> **THE PROBLEM**:
An identical copy of all records below is to be written out.

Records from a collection
━━━━━━━━━━━━━━━━━━━━━━━━━━━━━━

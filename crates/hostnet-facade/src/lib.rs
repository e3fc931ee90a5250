//! hostnet-facade - operation surface over host networking state
//!
//! [`Facade`] bundles the OVS, namespace and firewall managers behind one
//! handle built from a shared [`HostnetConfig`](hostnet_common::HostnetConfig).
//! The `hostnetctl` binary drives it from the command line.
//!
//! # Example
//!
//! ```ignore
//! use std::sync::Arc;
//! use hostnet_common::{config::DEFAULT_CONFIG_PATH, HostnetConfig};
//! use hostnet_facade::Facade;
//!
//! let config = HostnetConfig::load_or_default(DEFAULT_CONFIG_PATH)?;
//! let facade = Facade::new(Arc::new(config));
//! let bridges = facade.list_bridges().await?;
//! ```

pub mod cli;
mod facade;
pub mod logging;

pub use facade::{Ack, Facade};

━━━━━━━━━━━━━━━━━━━━━━━━━━━━━━

> **WRITTEN RESPONSE**:
filename crates/hostnet-facade/src/lib.rs
repository e3fc931ee90a5250
//! hostnet-facade - operation surface over host networking state
//!
//! [`Facade`] bundles the OVS, namespace and firewall managers behind one
//! handle built from a shared [`HostnetConfig`](hostnet_common::HostnetConfig).
//! The `hostnetctl` binary drives it from the command line.
//!
//! # Example
//!
//! ```ignore
//! use std::sync::Arc;
//! use hostnet_common::{config::DEFAULT_CONFIG_PATH, HostnetConfig};
//! use hostnet_facade::Facade;
//!
//! let config = HostnetConfig::load_or_default(DEFAULT_CONFIG_PATH)?;
//! let facade = Facade::new(Arc::new(config));
//! let bridges = facade.list_bridges().await?;
//! ```

pub mod cli;
mod facade;
pub mod logging;

pub use facade::{Ack, Facade};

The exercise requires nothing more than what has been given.